I've done some experimenting, and it seems that any score that a machine gets in Geekbench 2 will be about 110% of what it will be in Geekbench 3.

This means that while the Ivy Bridge i7 iMac says 13,772 on everymac.com and the Haswell i7 shows 14,449, that 14,449 is in Geekbench 3 and actually is a 15,893 relative to the 13,772 of last year's machine. This is a 15% performance increase. Not bad!

For two of my systems running Linux, that percentage would be a bit low:

(1) AlphaCanisLupus1 (32-cores) - Geekbench 3 = 2,986 Single Core (SC) / 71,691 Multicore Cores (MC) [ http://browser.primatelabs.com/user/9077 ]; AlphaCanisLupus1 - Geekbench 2 = 58,027; 71,691 / 58,027 = 1.235 or about 24%.

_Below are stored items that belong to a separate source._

//! Daemon: dispatch loop, event bus, task scheduler.
//!
//! This crate provides the steward server that:
//! - Accepts commands from many clients over a router socket and runs them on
//!   a bounded worker pool
//! - Resolves dotted command names against a capability registry frozen at
//!   startup
//! - Runs priority-ordered event handlers before fanning events out to
//!   subscribers
//! - Fires cron and interval tasks without blocking dispatch
//!
//! # Example
//!
//! ```rust,no_run
//! use serde_json::json;
//! use steward_server::{Builtin, Server, ServerConfig, Visibility};
//!
//! #[tokio::main]
//! async fn main() -> Result<(), Box<dyn std::error::Error>> {
//!     let mut builder = Server::builder(ServerConfig::default());
//!     builder.extension(Builtin)?;
//!     builder.capability("deploy.start", Visibility::Public, "Start a deploy", |ctx, call| async move {
//!         let target: String = call.required(0, "target")?;
//!         ctx.publish("deploy.started", json!({ "target": target }));
//!         Ok(json!(true))
//!     })?;
//!
//!     let server = builder.bind().await?;
//!     server.run().await?;
//!     Ok(())
//! }
//! ```

mod config;
mod context;
mod dispatch;
mod error;
mod events;
pub mod extensions;
mod locks;
mod pidfile;
mod pool;
mod registry;
mod server;
mod signals;
pub mod tasks;

pub use config::{ServerConfig, default_pid_path, default_publish_path, default_socket_path};
pub use context::{Context, Identity};
pub use error::{CapabilityResult, DispatchError, RegistryError, ServerError, ServerResult};
pub use events::{DEFAULT_PRIORITY, Delivery, EventBus, EventHandler, FanOut, HandlerFn};
pub use extensions::{Builtin, Extension};
pub use locks::{KeyGuard, KeyedLocks};
pub use pidfile::PidFile;
pub use pool::{Job, JobKind, WorkerPool};
pub use registry::{
    AllowAll, Authorizer, Call, Capability, CapabilityFn, Registry, RegistryBuilder, Visibility,
};
pub use server::{Server, ServerBuilder};
pub use signals::{ShutdownHandle, ShutdownSignal, spawn_signal_listener};
pub use tasks::{Interval, Limited, Schedule, ScheduleError, Task, TaskList};
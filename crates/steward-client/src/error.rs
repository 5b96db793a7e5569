//! Client error types.

use std::time::Duration;

use steward_protocol::TransportError;
use thiserror::Error;

/// Result type for client operations.
pub type ClientResult<T> = Result<T, ClientError>;

/// Errors that can occur in the client.
#[derive(Debug, Error)]
pub enum ClientError {
    /// Configuration error.
    #[error("configuration error: {0}")]
    Config(String),

    /// Bad command-line arguments.
    #[error("invalid argument: {0}")]
    Usage(String),

    /// IO error.
    #[error("IO error: {0}")]
    Io(#[from] std::io::Error),

    /// Connecting to or talking with the server failed.
    #[error("connection error: {0}")]
    Transport(#[from] TransportError),

    /// A response did not have the expected shape.
    #[error("protocol error: {0}")]
    Protocol(String),

    /// The server answered with an error.
    #[error("{0}")]
    Command(String),

    /// No terminal response arrived in time.
    #[error("timeout: no response to '{command}' after {}s", timeout.as_secs_f64())]
    Timeout { command: String, timeout: Duration },

    /// The connection closed with the request still open.
    #[error("connection closed while waiting for '{0}'")]
    Closed(String),

    /// The daemon failed to start or stopped with an error.
    #[error("server error: {0}")]
    Server(#[from] steward_server::ServerError),
}

impl ClientError {
    pub fn config(message: impl Into<String>) -> Self {
        Self::Config(message.into())
    }

    pub fn usage(message: impl Into<String>) -> Self {
        Self::Usage(message.into())
    }
}

#[cfg(test)]
mod tests {
    use super::*;

    #[test]
    fn server_errors_pass_through() {
        let err = ClientError::Command("unknown command 'nope'".into());
        assert_eq!(err.to_string(), "unknown command 'nope'");
    }

    #[test]
    fn timeout_names_the_command() {
        let err = ClientError::Timeout {
            command: "deploy".into(),
            timeout: Duration::from_millis(1500),
        };
        assert_eq!(err.to_string(), "timeout: no response to 'deploy' after 1.5s");
    }
}
//! Subcommand implementations.

pub mod remote;
pub mod server;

(2) AlphaCanisLupus0 (32-cores) - Geekbench 3 = 2,990 SC / 71,367 MC [ http://browser.primatelabs.com/user/9077 ]; AlphaCanisLupus0 - Geekbench 2 = 56,997; 71,367 / 56,997 = 1.252 or about 25%.

Some of that percentage increase with my systems could be due to Primate's having made Geekbench 3 more aware and responsive to systems with a large numbers of cores. Changes like that made by benchmark authors can be flies in the comparison oinment.